El Salvador
Roberto Valencia
Publicado el 17 de Junio de 2013
Cifras oficiales: más de 60,000 pandilleros activos
y –lo más inquietante– un entramado social que representa casi el 10 %
de la población salvadoreña. ¿Puede seguir abordándose este problema
como algo estrictamente delincuencial? Un periodista de El Faro se
reunió a lo largo de 13 meses con la madre de un pandillero para
intentar comprender qué conduce a un joven de una comunidad empobrecida a
integrarse en una pandilla, y cómo una mamá digiere que el fruto de su
vientre se convierta en pandillero.
Madre y su hijo Gustavo, en una imagen tomada a inicios de la década de los noventa en San Salvador. |
“Hay muchos hogares destrozados, hay mucho dolor, hay mucha pobreza. Hermanos, todo eso no lo miremos con demagogia”.
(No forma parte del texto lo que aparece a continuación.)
//! The calendar source abstraction.
//!
//! A [`CalendarSource`] turns one backend into a list of [`Event`]s for a
//! given [`EventQuery`]. Sources may fail; turning failures into a status is
//! the job of [`SourceAdapter`](crate::adapter::SourceAdapter).

use std::future::Future;
use std::pin::Pin;

use calstatus_core::{DisplayZone, Event, MeetingType, TimeWindow};
use chrono::{DateTime, Duration, Utc};

use crate::error::{ProviderError, ProviderResult};

/// How far ahead a NEXT query looks.
pub const NEXT_LOOKAHEAD_DAYS: i64 = 7;

/// A boxed future, so [`CalendarSource`] stays object-safe.
pub type BoxFuture<'a, T> = Pin<Box<dyn Future<Output = T> + Send + 'a>>;

/// What a poll is asking for.
#[derive(Debug, Clone, Copy, PartialEq, Eq)]
pub struct EventQuery {
    pub meeting_type: MeetingType,
    pub now: DateTime<Utc>,
    pub zone: DisplayZone,
}

impl EventQuery {
    pub fn new(meeting_type: MeetingType, now: DateTime<Utc>, zone: DisplayZone) -> Self {
        Self {
            meeting_type,
            now,
            zone,
        }
    }

    /// The time range an API should be asked about.
    ///
    /// APIs return events overlapping the window, so CURRENT uses a one
    /// minute window starting now.
    pub fn window(&self) -> TimeWindow {
        let today = self.zone.local_date(self.now);
        match self.meeting_type {
            MeetingType::Current => TimeWindow::from_duration(self.now, Duration::minutes(1)),
            MeetingType::Next => {
                TimeWindow::from_duration(self.now, Duration::days(NEXT_LOOKAHEAD_DAYS))
            }
            MeetingType::Today => TimeWindow::for_date(today, self.zone),
            MeetingType::Tomorrow => {
                TimeWindow::for_date(today.succ_opt().unwrap_or(today), self.zone)
            }
        }
    }
}

/// A backend that can list events.
pub trait CalendarSource: Send + Sync {
    /// Display name, e.g. `"ICS"` or `"OAuth"`. Used in status labels.
    fn name(&self) -> &str;

    /// Fetches the events relevant to `query`.
    ///
    /// # Errors
    ///
    /// Returns a [`ProviderError`] on transport, authentication or decoding
    /// failures.
    fn fetch_events(&self, query: EventQuery) -> BoxFuture<'_, ProviderResult<Vec<Event>>>;
}

/// A source that always fails with the error it was built from.
///
/// Stands in for a source whose configuration could not be turned into a
/// working backend, so the failure still shows up in every poll.
#[derive(Debug)]
pub struct ErrorSource {
    name: String,
    code: crate::error::ProviderErrorCode,
    message: String,
}

impl ErrorSource {
    pub fn new(name: impl Into<String>, error: ProviderError) -> Self {
        Self {
            name: name.into(),
            code: error.code(),
            message: error.message().to_string(),
        }
    }
}

impl CalendarSource for ErrorSource {
    fn name(&self) -> &str {
        &self.name
    }

    fn fetch_events(&self, _query: EventQuery) -> BoxFuture<'_, ProviderResult<Vec<Event>>> {
        Box::pin(async move {
            Err(ProviderError::new(self.code, self.message.clone()).with_provider(&self.name))
        })
    }
}

#[cfg(test)]
mod tests {
    use super::*;
    use crate::error::ProviderErrorCode;
    use chrono::TimeZone;

    fn now() -> DateTime<Utc> {
        Utc.with_ymd_and_hms(2024, 6, 1, 9, 15, 0).unwrap()
    }

    #[test]
    fn current_window_is_short() {
        let query = EventQuery::new(MeetingType::Current, now(), DisplayZone::UTC);
        let window = query.window();
        assert_eq!(window.start, now());
        assert_eq!(window.duration(), Duration::minutes(1));
    }

    #[test]
    fn next_window_looks_a_week_ahead() {
        let query = EventQuery::new(MeetingType::Next, now(), DisplayZone::UTC);
        assert_eq!(query.window().duration(), Duration::days(7));
    }

    #[test]
    fn day_windows_follow_zone() {
        let warsaw = DisplayZone::from_name("Europe/Warsaw").unwrap();
        let today = EventQuery::new(MeetingType::Today, now(), warsaw).window();
        assert_eq!(today.start, Utc.with_ymd_and_hms(2024, 5, 31, 22, 0, 0).unwrap());

        let tomorrow = EventQuery::new(MeetingType::Tomorrow, now(), DisplayZone::UTC).window();
        assert_eq!(tomorrow.start, Utc.with_ymd_and_hms(2024, 6, 2, 0, 0, 0).unwrap());
        assert_eq!(tomorrow.end, Utc.with_ymd_and_hms(2024, 6, 3, 0, 0, 0).unwrap());
    }

    #[tokio::test]
    async fn error_source_always_fails() {
        let source = ErrorSource::new("OAuth", ProviderError::configuration("no token file"));
        let query = EventQuery::new(MeetingType::Current, now(), DisplayZone::UTC);
        let err = source.fetch_events(query).await.unwrap_err();
        assert_eq!(err.code(), ProviderErrorCode::ConfigurationError);
        assert_eq!(err.provider(), Some("OAuth"));
        assert_eq!(source.name(), "OAuth");
    }
}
Monseñor Óscar Arnulfo Romero, diciembre de 1979.
Monseñor Óscar Arnulfo Romero, diciembre de 1979.
***
No le gusta airear su secreto. Hace seis meses ni siquiera sus otros hijos sabían que Gustavo es un activo
de la Mara Salvatrucha-13 (MS-13). Apenas se lo ha susurrado a los
familiares más cercanos y a las poquísimas personas que se han ganado su
confianza.Hoy es un martes de abril, 2012, y Madre al fin ha accedido. La cita a ciegas es a la 1:15 de la tarde en un centro comercial sobre la 10.ª avenida Sur, en la parte baja de San Salvador. Aunque el Barça juega la Champions y hay movimiento, reconocerla resulta demasiado sencillo. Cuarentona, el plante recio de una veterana vendedora de la calle –rostro expresivo, mirada afilada, espalda ancha, brazos más gruesos que los míos– y la cara de preocupación de quien guarda un secreto terrible. Viste falda larga, como les dice el pastor.
Nadie más sabe que Madre hoy ha quedado para hablar de su secreto.
―Con Gustavo me pasó que le di mucha libertad –dice–. Yo confiaba porque era bien tranquilo, si de niño hasta las cipotas le pegaban, y hogareño: dejábamos desorden en la casa, y al llegar lo había arreglado.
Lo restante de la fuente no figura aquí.